#### Materials provided
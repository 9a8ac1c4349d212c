mod client;
mod native_client;

pub use client::RpcClient;
pub use native_client::NativeRpcClient;

use crate::backoff;
use crate::error::CoreError;
use crate::metrics::RpcMetrics;
use crate::rate_limiter::RateLimiter;
use std::sync::Arc;

/// Wraps a raw `RpcClient` with the rate-limiter/backoff/counter
/// instrumentation every call goes through. One instance is shared across
/// the process.
pub struct InstrumentedRpc<C: RpcClient> {
    inner: C,
    limiter: Arc<RateLimiter>,
    max_retries: u32,
    metrics: Arc<RpcMetrics>,
}

impl<C: RpcClient> InstrumentedRpc<C> {
    pub fn new(inner: C, limiter: Arc<RateLimiter>, max_retries: u32, metrics: Arc<RpcMetrics>) -> Self {
        InstrumentedRpc {
            inner,
            limiter,
            max_retries,
            metrics,
        }
    }

    /// (a) acquire RPC token, (b) run under backoff, (c) emit
    /// attempt/success/error/rate_limited counters keyed by method name.
    async fn call<T, F, Fut>(&self, method: &str, f: F) -> Result<T, CoreError>
    where
        F: Fn() -> Fut,
        Fut: std::future::Future<Output = Result<T, CoreError>>,
    {
        self.limiter.acquire(1.0).await;
        self.metrics.record_attempt(method);
        let result = backoff::run(&f, self.max_retries, method).await;
        match &result {
            Ok(_) => self.metrics.record_success(method),
            Err(CoreError::RateLimited(_)) => self.metrics.record_rate_limited(method),
            Err(_) => self.metrics.record_error(method),
        }
        result
    }

    pub async fn get_latest_blockhash(&self) -> Result<String, CoreError> {
        self.call("getLatestBlockhash", || self.inner.get_latest_blockhash()).await
    }

    pub async fn get_slot(&self) -> Result<u64, CoreError> {
        self.call("getSlot", || self.inner.get_slot()).await
    }

    pub async fn get_balance(&self, address: &str) -> Result<u64, CoreError> {
        self.call("getBalance", || self.inner.get_balance(address)).await
    }

    pub async fn get_account_info(&self, address: &str) -> Result<serde_json::Value, CoreError> {
        self.call("getAccountInfo", || self.inner.get_account_info(address)).await
    }

    pub async fn get_transaction(&self, signature: &str) -> Result<serde_json::Value, CoreError> {
        self.call("getTransaction", || self.inner.get_transaction(signature)).await
    }

    pub async fn simulate_transaction(&self, tx_base64: &str) -> Result<serde_json::Value, CoreError> {
        self.call("simulateTransaction", || self.inner.simulate_transaction(tx_base64))
            .await
    }

    pub async fn send_transaction(&self, tx_base64: &str) -> Result<String, CoreError> {
        self.call("sendTransaction", || self.inner.send_transaction(tx_base64)).await
    }

    pub async fn confirm_transaction(&self, signature: &str) -> Result<bool, CoreError> {
        self.call("confirmTransaction", || self.inner.confirm_transaction(signature))
            .await
    }
}

#[async_trait::async_trait]
impl<C: RpcClient> RpcClient for InstrumentedRpc<C> {
    async fn get_latest_blockhash(&self) -> Result<String, CoreError> {
        InstrumentedRpc::get_latest_blockhash(self).await
    }
    async fn get_slot(&self) -> Result<u64, CoreError> {
        InstrumentedRpc::get_slot(self).await
    }
    async fn get_balance(&self, address: &str) -> Result<u64, CoreError> {
        InstrumentedRpc::get_balance(self, address).await
    }
    async fn get_account_info(&self, address: &str) -> Result<serde_json::Value, CoreError> {
        InstrumentedRpc::get_account_info(self, address).await
    }
    async fn get_transaction(&self, signature: &str) -> Result<serde_json::Value, CoreError> {
        InstrumentedRpc::get_transaction(self, signature).await
    }
    async fn simulate_transaction(&self, tx_base64: &str) -> Result<serde_json::Value, CoreError> {
        InstrumentedRpc::simulate_transaction(self, tx_base64).await
    }
    async fn send_transaction(&self, tx_base64: &str) -> Result<String, CoreError> {
        InstrumentedRpc::send_transaction(self, tx_base64).await
    }
    async fn confirm_transaction(&self, signature: &str) -> Result<bool, CoreError> {
        InstrumentedRpc::confirm_transaction(self, signature).await
    }
}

#### Exercise goal
Take the records above and return, word for word, only the lines that fall from the line with "mod client;" to the line with "pub struct InstrumentedRpc<C: RpcClient>", both of them included.

#### Exercise result
mod client;
mod native_client;

pub use client::RpcClient;
pub use native_client::NativeRpcClient;

use crate::backoff;
use crate::error::CoreError;
use crate::metrics::RpcMetrics;
use crate::rate_limiter::RateLimiter;
use std::sync::Arc;

/// Wraps a raw `RpcClient` with the rate-limiter/backoff/counter
/// instrumentation every call goes through. One instance is shared across
/// the process.
pub struct InstrumentedRpc<C: RpcClient> {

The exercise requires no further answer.